A native of Athens, Black, 48, attended the University of North Alabama as a psychology major, but a car accident led to a compound fracture in her ankle that would force her to move back home with her parents.
“I spent a lot of quiet time by myself, and that’s when I realized that my first true love was writing,” she says.
She saw an ad for a correspondence course in children’s literature, and she signed up and began writing short stories. She went back to school and earned her degree in professional writing in 1992.
“I don’t know that I would have made that decision had I not been in that accident,” she said. “I thought, oh my God, this is awesome. This is what really makes me happy.”
After graduating and marrying her husband, Brody, Black abandoned writing and took a job in sales. A few years later, she had her first child, John Thomas (now 19), who was diagnosed with a serious medical condition at eight weeks old.
“He had what is called a neuronal migration defect, which caused a developmental delay,” she said. “He had to have the right hemisphere of his brain removed when he was 2. We were trying everything, from drugs to alternative treatments. So my whole world was immersed in that.”
Black went on to have her second son, Baylor (now 16) and daughter Barker (now 12). As her kids grew older and John’s condition greatly improved, her creative longing resurfaced.
“I started missing my creative side, the part that wanted to play,” she says.
Black began looking up pottery classes online. Any time she had seen people work with clay, she says, she was mesmerized.

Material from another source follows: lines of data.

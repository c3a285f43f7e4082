//! Sv39 address translation.

use crate::cpu::{Cpu, Mode};
use crate::csr::*;
use crate::exception::Exception;

pub const PAGE_SIZE: u64 = 4096;
const LEVELS: usize = 3;
const PTE_SIZE: u64 = 8;

const PTE_V: u64 = 1 << 0;
const PTE_R: u64 = 1 << 1;
const PTE_W: u64 = 1 << 2;
const PTE_X: u64 = 1 << 3;
const PTE_U: u64 = 1 << 4;
const PTE_A: u64 = 1 << 6;
const PTE_D: u64 = 1 << 7;

#[derive(Debug, Clone, Copy, PartialEq, Eq)]
pub enum AccessType {
    Instruction,
    Load,
    Store,
}

impl AccessType {
    fn page_fault(self, addr: u64) -> Exception {
        match self {
            AccessType::Instruction => Exception::InstructionPageFault(addr),
            AccessType::Load => Exception::LoadPageFault(addr),
            AccessType::Store => Exception::StoreAmoPageFault(addr),
        }
    }

    fn access_fault(self, addr: u64) -> Exception {
        match self {
            AccessType::Instruction => Exception::InstructionAccessFault(addr),
            AccessType::Load => Exception::LoadAccessFault(addr),
            AccessType::Store => Exception::StoreAmoAccessFault(addr),
        }
    }
}

impl Cpu {
    /// Translates a virtual address to a physical one.
    ///
    /// Translation applies when satp selects Sv39 and the effective mode is
    /// S or U. Data accesses use mstatus.MPP as the effective mode when
    /// mstatus.MPRV is set. The walker sets the A and D bits of the leaf
    /// entry it uses.
    pub fn translate(&mut self, addr: u64, access: AccessType) -> Result<u64, Exception> {
        let satp = self.csr.load(SATP);
        if satp >> 60 != SATP_MODE_SV39 {
            return Ok(addr);
        }

        let mstatus = self.csr.load(MSTATUS);
        let mode = match access {
            AccessType::Instruction => self.mode,
            _ if mstatus & MASK_MPRV != 0 => Mode::from_bits((mstatus & MASK_MPP) >> 11),
            _ => self.mode,
        };
        if mode == Mode::Machine {
            return Ok(addr);
        }

        // bits 63:39 must all equal bit 38
        let upper = (addr as i64) >> 38;
        if upper != 0 && upper != -1 {
            return Err(access.page_fault(addr));
        }

        let vpn = [
            (addr >> 12) & 0x1ff,
            (addr >> 21) & 0x1ff,
            (addr >> 30) & 0x1ff,
        ];

        let mut table = (satp & 0x0fff_ffff_ffff) * PAGE_SIZE;
        let mut level = LEVELS - 1;
        let (pte, pte_addr) = loop {
            let pte_addr = table + vpn[level] * PTE_SIZE;
            let pte = self
                .bus
                .load(pte_addr, 64)
                .map_err(|_| access.access_fault(addr))?;

            if pte & PTE_V == 0 || (pte & PTE_R == 0 && pte & PTE_W != 0) {
                return Err(access.page_fault(addr));
            }
            if pte & (PTE_R | PTE_X) != 0 {
                break (pte, pte_addr);
            }
            if level == 0 {
                return Err(access.page_fault(addr));
            }
            level -= 1;
            table = ((pte >> 10) & 0x0fff_ffff_ffff) * PAGE_SIZE;
        };

        let permitted = match access {
            AccessType::Instruction => pte & PTE_X != 0,
            AccessType::Load => {
                pte & PTE_R != 0 || (mstatus & MASK_MXR != 0 && pte & PTE_X != 0)
            }
            AccessType::Store => pte & PTE_W != 0,
        };
        let user_page = pte & PTE_U != 0;
        let privilege_ok = match mode {
            Mode::User => user_page,
            _ => {
                !user_page
                    || (access != AccessType::Instruction && mstatus & MASK_SUM != 0)
            }
        };
        if !permitted || !privilege_ok {
            return Err(access.page_fault(addr));
        }

        let ppn = [
            (pte >> 10) & 0x1ff,
            (pte >> 19) & 0x1ff,
            (pte >> 28) & 0x03ff_ffff,
        ];
        // superpages must be aligned to their size
        if ppn[..level].iter().any(|p| *p != 0) {
            return Err(access.page_fault(addr));
        }

        let mut updated = pte | PTE_A;
        if access == AccessType::Store {
            updated |= PTE_D;
        }
        if updated != pte {
            self.bus
                .store(pte_addr, 64, updated)
                .map_err(|_| access.access_fault(addr))?;
        }

        let offset = addr & 0xfff;
        let paddr = match level {
            0 => (ppn[2] << 30) | (ppn[1] << 21) | (ppn[0] << 12) | offset,
            1 => (ppn[2] << 30) | (ppn[1] << 21) | (vpn[0] << 12) | offset,
            _ => (ppn[2] << 30) | (vpn[1] << 21) | (vpn[0] << 12) | offset,
        };
        Ok(paddr)
    }
}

“I felt like this would take me there,” she says. “Pottery was like a bridge that would take me back to my first love.”
The class was three hours, once a week. Black says as her skills improved, she wanted to share them with everyone. Within a year, she was doing shows such as the Alabama Clay Market and selling to the Cook Store in Mountain Brook and Alabama Goods in Homewood. She most recently began selling Image of God necklaces and pendants, inspired by a spiritual retreat she attended, at the Neighborhood Brew in Indian Springs. She also maintains a website, gidgeblackpottery.com, as well as a Gidge Black Pottery Facebook page.
Black now looks to the future with confidence, as she sees herself selling to more stores and spending more time with her writing. She has joined a local writing group and plans to eventually publish a spiritual memoir on motherhood, particularly on her journey with John.
“I’m going to keep writing and sharing my words and experiences,” she says. “Writing has always been my little secret. Pottery is what people know me by. But now I’m feeling less and less afraid.”